Por: Argenis Esquipulas

Chiapas.- Este lunes por la mañana fue localizado sin vida en el penal de El Amate (CERSS No. 14) Yudiel Flores Tovar, conocido en el bajo mundo digital como “El Coyote Consentido”, aunque para otros su apodo más exacto era “El Coyote sin Sentido”. Fuentes oficiales informaron que se trató de un suicidio: se habría colgado dentro de su celda. Sin embargo, más allá de este acto final, lo que realmente estremece es el entramado de impunidad, negligencia y complicidades que permitieron que este personaje actuara impunemente durante años.
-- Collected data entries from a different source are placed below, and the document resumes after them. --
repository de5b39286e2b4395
//! Terminal feedback on stderr
//!
//! Stdout is reserved for the content digest, so everything here draws to
//! stderr and stays silent when stderr is not a terminal.

mod context;
mod progress;

pub use context::UiContext;
pub use progress::TaskSpinner;
impl CopyJob {
    /// Copy every source into the target, feeding `digester`
    pub fn run(self, digester: &mut ContentDigester) -> StowageResult<CopyStats> {
        let items = self.expand_sources()?;
        let dest = self.destination();
        let dest_is_dir = self.dest_is_dir(&items, &dest)?;
        debug!(
            "Copying {} source(s) to {}{}",
            items.len(),
            dest.display(),
            if dest_is_dir { " (directory)" } else { "" }
        );

        let dir_owner = self.target_maps.to_host(self.owner.directory_owner())?;
        if dest_is_dir {
            make_dirs(&self.root, &dest, dir_owner)?;
        } else if let Some(parent) = dest.parent() {
            make_dirs(&self.root, parent, dir_owner)?;
        }

        let mut stats = CopyStats::default();
        for item in &items {
            if self.cancel.is_cancelled() {
                return Err(StowageError::Cancelled);
            }
            let copied = match item {
                SourceItem::Remote(url) => self.copy_remote(url, &dest, dest_is_dir, digester)?,
                SourceItem::Local { path, relative } => {
                    self.copy_local(path, relative, &dest, dest_is_dir, dir_owner, digester)?
                }
            };
            stats.add(copied);
        }
        Ok(stats)
    }

    /// Destination as an absolute container path
    fn destination(&self) -> PathBuf {
        let workdir = Path::new("/").join(&self.workdir);
        match self.dest.as_deref() {
            None | Some("") => clean(&workdir),
            Some(dest) => clean(&workdir.join(dest)),
        }
    }

    fn dest_is_dir(&self, items: &[SourceItem], dest: &Path) -> StowageResult<bool> {
        let raw = self.dest.as_deref().unwrap_or("");
        if raw.is_empty() || raw.ends_with('/') || items.len() > 1 || self.parents {
            return Ok(true);
        }
        if resolve_in_root(&self.root, dest)?.is_dir() {
            return Ok(true);
        }
        match items.first() {
            Some(SourceItem::Local { path, .. }) => {
                if path.is_dir() {
                    return Ok(true);
                }
                Ok(self.verb.extracts_local_archives() && archive::detect(path)?.is_some())
            }
            _ => Ok(false),
        }
    }

    /// Host directory that relative sources and `--parents` paths hang off
    fn source_base(&self) -> StowageResult<PathBuf> {
        match (&self.from_root, &self.context_dir) {
            (Some(mount), Some(ctx)) => resolve_in_root(mount, &Path::new("/").join(ctx)),
            (Some(mount), None) => Ok(mount.clone()),
            (None, Some(ctx)) => Ok(ctx.clone()),
            (None, None) => Ok(self.cwd.clone()),
        }
    }

    /// Directory exclusion patterns are relative to, if not per-source
    fn exclusion_base(&self) -> StowageResult<Option<PathBuf>> {
        if self.from_root.is_some() || self.context_dir.is_some() {
            self.source_base().map(Some)
        } else {
            Ok(None)
        }
    }

    fn expand_sources(&self) -> StowageResult<Vec<SourceItem>> {
        let base = self.source_base()?;
        let mut items = Vec::new();

        for raw in &self.sources {
            if is_url(raw) {
                items.push(SourceItem::Remote(raw.clone()));
                continue;
            }

            let located = match self.from_root {
                Some(ref mount) => resolve_in_root(mount, &base_container_path(&self.context_dir, raw))?,
                None if Path::new(raw).is_absolute() => PathBuf::from(raw),
                None => base.join(raw),
            };

            let matches = if has_glob_meta(raw) {
                expand_glob(&located)?
            } else if fs::symlink_metadata(&located).is_ok() {
                vec![located]
            } else {
                vec![]
            };
            if matches.is_empty() {
                return Err(StowageError::SourceNotFound(PathBuf::from(raw)));
            }

            for path in matches {
                let relative = match path.strip_prefix(&base) {
                    Ok(rel) => rel.to_path_buf(),
                    Err(_) => path.strip_prefix("/").unwrap_or(&path).to_path_buf(),
                };
                items.push(SourceItem::Local { path, relative });
            }
        }
        Ok(items)
    }

    fn copy_remote(
        &self,
        url: &str,
        dest: &Path,
        dest_is_dir: bool,
        digester: &mut ContentDigester,
    ) -> StowageResult<CopyStats> {
        let download = remote::fetch(url, &self.remote, self.checksum.as_deref(), self.retry, &self.cancel)?;
        let target = if dest_is_dir {
            dest.join(&download.name)
        } else {
            dest.to_path_buf()
        };

        let mut data = File::open(download.file.path())
            .map_err(|e| StowageError::io(format!("reading download of {}", url), e))?;
        let size = data
            .metadata()
            .map_err(|e| StowageError::io(format!("reading download of {}", url), e))?
            .len();
        let meta = EntryMeta {
            owner: self.owner.directory_owner(),
            mode: DOWNLOAD_MODE,
            mtime: download.modified.unwrap_or_else(SystemTime::now),
        };

        digester.start("file");
        let mut sink = EntrySink::new(&self.root, &self.target_maps, self.chmod, self.timestamp, digester);
        sink.write_file(Path::new(&download.name), &target, &mut data, size, meta)?;
        sink.finish()
    }

    fn copy_local(
        &self,
        path: &Path,
        relative: &Path,
        dest: &Path,
        dest_is_dir: bool,
        dir_owner: Owner,
        digester: &mut ContentDigester,
    ) -> StowageResult<CopyStats> {
        let meta = fs::metadata(path).map_err(|e| StowageError::io(format!("reading {}", path.display()), e))?;
        // Sources outside the base are matched as if they were passed on their own
        let exclusion_base = self.exclusion_base()?.filter(|base| path.starts_with(base));
        let name = file_name(path);

        // A source picked up by a glob can itself be excluded
        let own_match = match exclusion_base {
            Some(ref base) => path.strip_prefix(base).map(Path::to_path_buf).unwrap_or_else(|_| name.clone()),
            None if meta.is_dir() => PathBuf::new(),
            None => name.clone(),
        };
        if self.excludes.is_excluded(&own_match) {
            debug!("Skipping excluded source {}", path.display());
            return Ok(CopyStats {
                skipped: 1,
                ..Default::default()
            });
        }

        let target_base = if self.parents {
            dest.join(relative)
        } else if dest_is_dir && !meta.is_dir() {
            dest.join(&name)
        } else {
            dest.to_path_buf()
        };

        if meta.is_dir() {
            digester.start("dir");
            make_dirs(&self.root, &target_base, dir_owner)?;
            let base = exclusion_base.unwrap_or_else(|| path.to_path_buf());
            return self.copy_tree(path, &base, &target_base, dir_owner, digester);
        }

        if self.parents {
            if let Some(parent) = target_base.parent() {
                make_dirs(&self.root, parent, dir_owner)?;
            }
        }

        if self.verb.extracts_local_archives() {
            if let Some(compression) = archive::detect(path)? {
                debug!("Extracting {} ({:?}) into {}", path.display(), compression, dest.display());
                digester.start("file");
                let extract_to = if self.parents { target_base.parent().unwrap_or(dest) } else { dest };
                let mut sink = EntrySink::new(&self.root, &self.target_maps, self.chmod, self.timestamp, digester);
                archive::extract(path, compression, extract_to, &self.owner, &mut sink, &self.cancel)?;
                return sink.finish();
            }
        }

        digester.start("file");
        let mut sink = EntrySink::new(&self.root, &self.target_maps, self.chmod, self.timestamp, digester);
        let mut data = File::open(path).map_err(|e| StowageError::io(format!("reading {}", path.display()), e))?;
        let entry = self.entry_meta(&meta)?;
        sink.write_file(&name, &target_base, &mut data, meta.len(), entry)?;
        sink.finish()
    }

    /// Copy the contents of directory `source` to `target`
    fn copy_tree(
        &self,
        source: &Path,
        exclusion_base: &Path,
        target: &Path,
        dir_owner: Owner,
        digester: &mut ContentDigester,
    ) -> StowageResult<CopyStats> {
        let mut sink = EntrySink::new(&self.root, &self.target_maps, self.chmod, self.timestamp, digester);
        let mut walker = WalkDir::new(source)
            .follow_links(false)
            .sort_by_file_name()
            .min_depth(1)
            .into_iter();

        while let Some(entry) = walker.next() {
            if self.cancel.is_cancelled() {
                return Err(StowageError::Cancelled);
            }
            let entry = entry.map_err(|e| StowageError::io(format!("walking {}", source.display()), e.into()))?;
            let file_type = entry.file_type();

            let match_path = entry.path().strip_prefix(exclusion_base).unwrap_or(entry.path());
            if self.excludes.is_excluded(match_path) {
                if file_type.is_dir() && !self.excludes.has_negations() {
                    walker.skip_current_dir();
                }
                sink.stats.skipped += 1;
                continue;
            }

            let name = entry.path().strip_prefix(source).unwrap_or(entry.path());
            let dest = target.join(name);
            if let Some(parent) = dest.parent() {
                // A re-included entry may sit below an excluded directory
                if self.excludes.has_negations() {
                    make_dirs(&self.root, parent, dir_owner)?;
                }
            }

            let meta = entry
                .metadata()
                .map_err(|e| StowageError::io(format!("reading {}", entry.path().display()), e.into()))?;
            let entry_meta = self.entry_meta(&meta)?;

            if file_type.is_dir() {
                sink.create_dir(name, &dest, entry_meta)?;
            } else if file_type.is_file() {
                let mut data = File::open(entry.path())
                    .map_err(|e| StowageError::io(format!("reading {}", entry.path().display()), e))?;
                sink.write_file(name, &dest, &mut data, meta.len(), entry_meta)?;
            } else if file_type.is_symlink() {
                let link = fs::read_link(entry.path())
                    .map_err(|e| StowageError::io(format!("reading link {}", entry.path().display()), e))?;
                sink.symlink(name, &dest, &link, entry_meta)?;
            } else {
                warn!("Skipping special file {}", entry.path().display());
                sink.stats.skipped += 1;
            }
        }

        sink.finish()
    }

    fn entry_meta(&self, meta: &Metadata) -> StowageResult<EntryMeta> {
        let source_owner = Owner {
            uid: meta.uid(),
            gid: meta.gid(),
        };
        Ok(EntryMeta {
            owner: self.owner.container_owner(source_owner)?,
            mode: meta.mode() & 0o7777,
            mtime: meta.modified().unwrap_or(UNIX_EPOCH),
        })
    }
}
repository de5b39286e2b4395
//! Command-line interface

pub mod args;
pub mod commands;

pub use args::{Cli, Commands};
Flores Tovar había sido condenado recientemente a más de 67 años de prisión por delitos de trata de personas en su modalidad más atroz: la explotación sexual infantil. La Fiscalía General del Estado de Chiapas lo señaló como responsable de elaborar y difundir pornografía infantil, hechos que ocurrieron en el municipio de Comitán. La sentencia se dictó tras probarse su participación directa en violaciones sistemáticas a los derechos humanos de niñas, niños y adolescentes. Aun así, la justicia pareció siempre llegar tarde.

Yudiel, que se presentaba como comunicador en redes sociales y en círculos políticos locales, tejió una doble vida: por un lado, traficante de migrantes centroamericanos hacia la frontera norte del país, y por otro, un depredador sexual con nexos internacionales. Su historia es tan retorcida como reveladora de los vacíos institucionales que persisten en México.

No es menor recordar que fue detenido hasta el 20 de mayo de 2021, en un municipio fronterizo con Guatemala. Para ese entonces, ya era buscado por el FBI, con una ficha roja de Interpol sobre sus hombros. Su usuario en la red, “Ronaldfranco”, estaba vinculado desde 2010 con la difusión de 23 videos y 176 imágenes de abuso sexual infantil en sitios de Internet, lo que ya había encendido alarmas en Estados Unidos. Mientras tanto, en Chiapas, seguía operando con total libertad, incluso aprovechando su “personaje” en redes para extorsionar a funcionarios y simular un activismo que le permitía moverse sin restricciones.

Las autoridades mexicanas afirman que se suicidó, pero cabe preguntarse si su muerte no fue también una forma de silenciar lo que él sabía: una red de complicidades que, hasta ahora, permanece impune. Su traslado del penal de El Canelo a El Amate, donde él mismo advirtió a sus familiares que su vida corría peligro, solo acrecienta las sospechas.

¿Por qué fue trasladado a un penal donde se sentía amenazado? ¿Por qué alguien condenado por crímenes tan graves tuvo tantas oportunidades para continuar delinquiendo antes de ser capturado? ¿Quién permitió que durante tanto tiempo utilizara la máscara de comunicador para encubrir su verdadera actividad?

La Fiscalía General del Estado ya abrió una carpeta de investigación para esclarecer los hechos en torno a su muerte, pero el verdadero pendiente sigue siendo otro: desmantelar las redes que permitieron su actuar durante más de una década, así como garantizar justicia para sus víctimas, muchas de las cuales podrían permanecer en el anonimato, tanto en México como en Estados Unidos.

El caso de “El Coyote Consentido” no debe cerrarse con su muerte. Sería un error —y una nueva forma de revictimización— permitir que su final, envuelto en una soga y una celda, borre la memoria de los crímenes que cometió ni de las omisiones que lo permitieron. Su suicidio no es justicia: es apenas el epílogo de una historia escrita con negligencia, silencio institucional y horror.